4.5 Clause 4.4 shall apply accordingly if we have concluded a congruent hedging transaction with the customer prior to the conclusion of the contract which, if properly executed, would have enabled us to fulfill our contractual delivery obligations to the customer and we are not supplied by our supplier, not supplied correctly and/or not supplied on time and we are not responsible for this.

4.6 If we are in default, the customer shall be entitled to set a reasonable grace period in writing and to withdraw from the contract if this period expires without result. There is no need to set a grace period if we seriously and finally refuse performance or if the underlying contract is a fixed-date transaction within the meaning of § 323 para. 2 no. 2 BGB or § 376 HGB or if there are special circumstances which justify immediate withdrawal after weighing up the interests of both parties.

4.7 The rights of the Customer pursuant to Section 10 of these GTCS and our statutory rights, in particular in the event of an exclusion of the obligation to perform (e.g. due to impossibility or unreasonableness of performance and/or subsequent performance), shall remain unaffected.

5 Transfer of risk and shipment

5.1 Unless otherwise stated in the order confirmation, delivery EXW (ex works) is agreed in accordance with Incoterms 2020 or the current version. The place of delivery and place of performance is our location in Hückeswagen. This shall also apply if we have assumed the transportation costs or disbursed them for the Customer or if partial deliveries are made.

5.2 At the request and expense of the Buyer, the goods shall be shipped to another destination (sales shipment).

5.3 If shipment has been agreed, the risk of accidental loss and accidental deterioration of the goods shall pass to the customer upon handover to the forwarding agent, carrier or other person or institution designated to carry out the shipment. This shall also apply if we have assumed the transportation costs or disbursed them for the customer or if partial deliveries are made. If dispatch or handover is delayed for reasons for which the customer is responsible, the risk shall pass to the customer from the day on which the goods are ready for dispatch and we have notified the customer of this.

5.4 If acceptance has been agreed, this shall be decisive for the transfer of risk. In all other respects, the statutory provisions of the law on contracts for work and services shall also apply accordingly to an agreed acceptance, unless otherwise stipulated below.

5.5 If acceptance is to take place, the goods shall be deemed accepted if (i) the delivery and, if we also owe the installation, the installation has been completed, (ii) we have notified the customer of this with reference to the fiction of acceptance in accordance with this clause 5.5 and have requested him to accept the goods, (iii) twenty (20) working days have elapsed since delivery or (iii) twenty (20) working days have elapsed since delivery or installation, and (iv) the customer has failed to accept the goods within this period, unless the failure to accept the goods was due to a defect notified to us which makes the use of the purchased goods impossible or significantly impairs it.

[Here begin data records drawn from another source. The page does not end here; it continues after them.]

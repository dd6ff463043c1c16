//! Batch Processor (spec.md §4.7): owns the worker pool, the shared
//! limiters/caches, and the progress/cancellation surface exposed to the
//! GUI collaborator.

use crate::art::ArtCascade;
use crate::cache::{CacheBundle, CacheStats};
use crate::fingerprint::FingerprintEngine;
use crate::lyrics::{GeniusClient, LyricsCascade};
use crate::metadata::{MetadataCascade, SpotifyClient};
use crate::pipeline::{self, PipelineDeps};
use crate::tagwriter::{LoftyTagWriter, TagWriter};
use crate::types::{ProcessingResult, ProcessingStatus, ProgressSnapshot};
use audiotag_common::config::AppSettings;
use audiotag_common::error::Result;
use std::collections::HashSet;
use std::path::PathBuf;
use std::sync::atomic::{AtomicUsize, Ordering};
use std::sync::{Arc, Mutex};
use std::time::Instant;
use tokio_util::sync::CancellationToken;
use tracing::info;

pub type ProgressCallback = Arc<dyn Fn(ProgressSnapshot) + Send + Sync>;
pub type FileCompleteCallback = Arc<dyn Fn(&ProcessingResult) + Send + Sync>;

#[derive(Default)]
struct Counters {
    processed: AtomicUsize,
    success: AtomicUsize,
    error: AtomicUsize,
    skipped: AtomicUsize,
}

struct BatchState {
    total_files: usize,
    start: Instant,
    next_index: AtomicUsize,
    current_files: Mutex<HashSet<PathBuf>>,
    counters: Counters,
    cancel: CancellationToken,
}

/// Constructed once per run; `cancel()` can be called from any task that
/// holds a reference while `process()` is still in flight (spec.md §4.7's
/// cooperative cancellation: the flag is observed only at worker-loop
/// boundaries, so the in-flight file is always allowed to finish).
pub struct BatchProcessor {
    deps: Arc<PipelineDeps>,
    concurrency: usize,
    cancel: Mutex<CancellationToken>,
}

impl BatchProcessor {
    /// Synchronous constructor for the in-memory cache backend. Use
    /// [`new_persistent`](Self::new_persistent) when
    /// `settings.use_persistent_cache` is true.
    pub fn new(settings: AppSettings) -> Self {
        Self::with_caches(settings, CacheBundle::in_memory())
    }

    pub async fn new_persistent(settings: AppSettings) -> Result<Self> {
        let caches = if settings.use_persistent_cache {
            CacheBundle::persistent(&audiotag_common::config::cache_db_path()).await?
        } else {
            CacheBundle::in_memory()
        };
        Ok(Self::with_caches(settings, caches))
    }

    fn with_caches(settings: AppSettings, caches: CacheBundle) -> Self {
        let concurrency = settings.concurrency.clamp(1, 10) as usize;
        let use_persistent = settings.use_persistent_cache;

        let spotify = if settings.use_spotify {
            match (&settings.spotify_client_id, &settings.spotify_client_secret) {
                (Some(id), Some(secret)) => Some(SpotifyClient::new(id.clone(), secret.clone())),
                _ => None,
            }
        } else {
            None
        };
        let genius = if settings.use_genius {
            settings.genius_access_token.clone().map(GeniusClient::new)
        } else {
            None
        };

        let deps = PipelineDeps {
            fingerprint_engine: FingerprintEngine::new(settings.acoustid_api_key.clone(), use_persistent),
            metadata_cascade: MetadataCascade::new(spotify),
            art_cascade: ArtCascade::new(),
            lyrics_cascade: LyricsCascade::new(genius),
            tag_writer: Arc::new(LoftyTagWriter) as Arc<dyn TagWriter>,
            caches,
            settings,
        };

        Self {
            deps: Arc::new(deps),
            concurrency,
            cancel: Mutex::new(CancellationToken::new()),
        }
    }

    pub async fn cache_stats(&self) -> Result<CacheStats> {
        self.deps.caches.stats().await
    }

    pub async fn clear_cache(&self) -> Result<()> {
        self.deps.caches.clear_all().await
    }

    pub async fn close(&self) {
        self.deps.caches.close().await
    }

    /// Requests cancellation of whichever `process()` call is currently
    /// in flight. A no-op if none is running.
    pub fn cancel(&self) {
        self.cancel.lock().unwrap().cancel();
    }

    /// Runs the batch: spawns `min(concurrency, paths.len())` workers,
    /// each pulling the next unclaimed index until none remain or
    /// cancellation is observed. Results preserve input order regardless
    /// of completion order.
    pub async fn process(
        &self,
        paths: Vec<PathBuf>,
        on_progress: ProgressCallback,
        on_file_complete: FileCompleteCallback,
    ) -> Vec<ProcessingResult> {
        let total_files = paths.len();
        let fresh_token = CancellationToken::new();
        *self.cancel.lock().unwrap() = fresh_token.clone();

        let state = Arc::new(BatchState {
            total_files,
            start: Instant::now(),
            next_index: AtomicUsize::new(0),
            current_files: Mutex::new(HashSet::new()),
            counters: Counters::default(),
            cancel: fresh_token,
        });

        let paths = Arc::new(paths);
        let results: Arc<Mutex<Vec<Option<ProcessingResult>>>> =
            Arc::new(Mutex::new((0..total_files).map(|_| None).collect()));

        emit_progress(&state, &on_progress, None);

        let worker_count = self.concurrency.min(total_files.max(1));
        let mut handles = Vec::with_capacity(worker_count);
        for _ in 0..worker_count {
            let deps = self.deps.clone();
            let state = state.clone();
            let paths = paths.clone();
            let results = results.clone();
            let on_progress = on_progress.clone();
            let on_file_complete = on_file_complete.clone();

            handles.push(tokio::spawn(async move {
                loop {
                    if state.cancel.is_cancelled() {
                        break;
                    }
                    let index = state.next_index.fetch_add(1, Ordering::SeqCst);
                    if index >= paths.len() {
                        break;
                    }
                    let path = paths[index].clone();

                    state.current_files.lock().unwrap().insert(path.clone());
                    emit_progress(&state, &on_progress, Some(path.clone()));

                    let result = pipeline::run(&path, &deps, |_stage| {}).await;

                    match result.status {
                        ProcessingStatus::Completed => {
                            state.counters.success.fetch_add(1, Ordering::SeqCst);
                        }
                        ProcessingStatus::Skipped => {
                            state.counters.skipped.fetch_add(1, Ordering::SeqCst);
                        }
                        ProcessingStatus::Error => {
                            state.counters.error.fetch_add(1, Ordering::SeqCst);
                        }
                    }
                    state.counters.processed.fetch_add(1, Ordering::SeqCst);

                    on_file_complete(&result);
                    results.lock().unwrap()[index] = Some(result);

                    state.current_files.lock().unwrap().remove(&path);
                    emit_progress(&state, &on_progress, None);
                }
            }));
        }

        for handle in handles {
            let _ = handle.await;
        }

        let final_results = synthesize_results(results.lock().unwrap().drain(..).collect(), &paths);

        emit_progress(&state, &on_progress, None);
        info!(total = total_files, "batch processing finished");
        final_results
    }
}

/// Fills any index a worker never reached (cancelled mid-batch) with a
/// synthesised `skipped("Processing cancelled")` entry, preserving input
/// order (spec.md §4.7, §8 "Cancellation quiescence").
fn synthesize_results(slots: Vec<Option<ProcessingResult>>, paths: &[PathBuf]) -> Vec<ProcessingResult> {
    slots
        .into_iter()
        .enumerate()
        .map(|(i, maybe)| {
            maybe.unwrap_or_else(|| ProcessingResult::skipped(paths[i].clone(), "Processing cancelled"))
        })
        .collect()
}

fn emit_progress(state: &BatchState, on_progress: &ProgressCallback, current_file: Option<PathBuf>) {
    let processed = state.counters.processed.load(Ordering::SeqCst);
    let success = state.counters.success.load(Ordering::SeqCst);
    let error = state.counters.error.load(Ordering::SeqCst);
    let skipped = state.counters.skipped.load(Ordering::SeqCst);

    let eta = if processed == 0 {
        None
    } else {
        let elapsed = state.start.elapsed().as_secs_f64();
        let remaining = state.total_files.saturating_sub(processed);
        Some((elapsed / processed as f64 * remaining as f64).round() as u64)
    };

    on_progress(ProgressSnapshot {
        total_files: state.total_files,
        processed_files: processed,
        success_count: success,
        error_count: error,
        skipped_count: skipped,
        current_file,
        estimated_time_remaining_seconds: eta,
    });
}

#[cfg(test)]
mod tests {
    use super::*;
    use std::sync::Mutex as StdMutex;

    #[test]
    fn eta_is_null_before_any_file_processed() {
        let state = BatchState {
            total_files: 10,
            start: Instant::now(),
            next_index: AtomicUsize::new(0),
            current_files: Mutex::new(HashSet::new()),
            counters: Counters::default(),
            cancel: CancellationToken::new(),
        };
        let captured: Arc<StdMutex<Option<Option<u64>>>> = Arc::new(StdMutex::new(None));
        let sink = captured.clone();
        let callback: ProgressCallback = Arc::new(move |snapshot: ProgressSnapshot| {
            *sink.lock().unwrap() = Some(snapshot.estimated_time_remaining_seconds);
        });
        emit_progress(&state, &callback, None);
        assert_eq!(captured.lock().unwrap().unwrap(), None);
    }

    /// spec.md §8 "Order preservation": `process(paths)[i].originalPath == paths[i]`,
    /// even when a worker finished file 2 before file 0.
    #[test]
    fn synthesize_results_preserves_input_order_despite_out_of_order_completion() {
        let paths = vec![PathBuf::from("a.mp3"), PathBuf::from("b.mp3"), PathBuf::from("c.mp3")];
        let slots = vec![
            None,
            Some(ProcessingResult::skipped(paths[1].clone(), "no metadata found")),
            Some(ProcessingResult::error(paths[2].clone(), "writing_tags", "disk full")),
        ];
        let results = synthesize_results(slots, &paths);
        assert_eq!(results.len(), 3);
        for (result, path) in results.iter().zip(&paths) {
            assert_eq!(&result.original_path, path);
        }
        assert_eq!(results[2].status, ProcessingStatus::Error);
    }

    /// spec.md §8 "Cancellation quiescence": indices no worker claimed
    /// materialise as `skipped("Processing cancelled")`.
    #[test]
    fn synthesize_results_fills_unclaimed_indices_as_cancelled() {
        let paths = vec![PathBuf::from("a.mp3"), PathBuf::from("b.mp3")];
        let slots = vec![Some(ProcessingResult::completed(
            paths[0].clone(),
            None,
            crate::types::AudioFileMetadata {
                file_path: paths[0].clone(),
                format: crate::types::AudioFormat::Mp3,
                file_size: 10,
                duration: 1.0,
                title: None,
                artist: None,
                album: None,
                year: None,
                genre: Vec::new(),
                track_number: None,
                disc_number: None,
                album_artist: None,
                lyrics: None,
            },
            crate::types::CanonicalMetadata::default(),
        )), None];

        let results = synthesize_results(slots, &paths);
        assert_eq!(results[0].status, ProcessingStatus::Completed);
        assert_eq!(results[1].status, ProcessingStatus::Skipped);
        assert_eq!(results[1].error.as_deref(), Some("Processing cancelled"));
        assert!(results[1].failed_step.is_none());
    }

    /// `BatchProcessor::cancel()` must mutate the same token the in-flight
    /// `process()` call observes, not a disconnected one.
    #[test]
    fn cancel_sets_the_token_stored_on_the_processor() {
        let cancel = Mutex::new(CancellationToken::new());
        {
            let guard = cancel.lock().unwrap();
            assert!(!guard.is_cancelled());
        }
        cancel.lock().unwrap().cancel();
        assert!(cancel.lock().unwrap().is_cancelled());
    }
}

5.6 If the customer is in default of acceptance, this shall be deemed equivalent to handover or acceptance.

5.7 The customer must inform us in writing if he wishes a special mode of transportation and/or cover by transport insurance for the shipment. The costs incurred in this respect shall be borne by the customer, even if we have otherwise exceptionally assumed the transportation costs.

5.8 We are authorized to make partial deliveries insofar as this is reasonable for the customer, taking into account his interests.

5.9 If the customer is in default of acceptance or if the delivery is delayed for reasons for which the customer is responsible, we shall be entitled to demand compensation for the resulting damage including additional expenses. In such cases, we shall store the products at the risk of the customer and charge the customer for storage.

6 Packaging

Unless otherwise agreed, the packaging shall be at our discretion. The costs of packaging shall be borne by the customer.

7 Retention of title

7.1 We reserve title to the goods sold until full payment of all our present and future claims arising from the purchase contract and an ongoing business relationship (secured claims).

7.2 The goods subject to retention of title may not be pledged to third parties or assigned as security by the customer without our express written consent before full payment of the secured claims. In the event of seizure or other interventions by third parties, the customer must inform us immediately in writing so that we can bring an action in accordance with § 771 of the German Code of Civil Procedure (ZPO). If the action was successful and the third party is not in a position to reimburse us for the judicial or extrajudicial costs of an action pursuant to § 771 ZPO, the customer shall be liable for the costs incurred by us.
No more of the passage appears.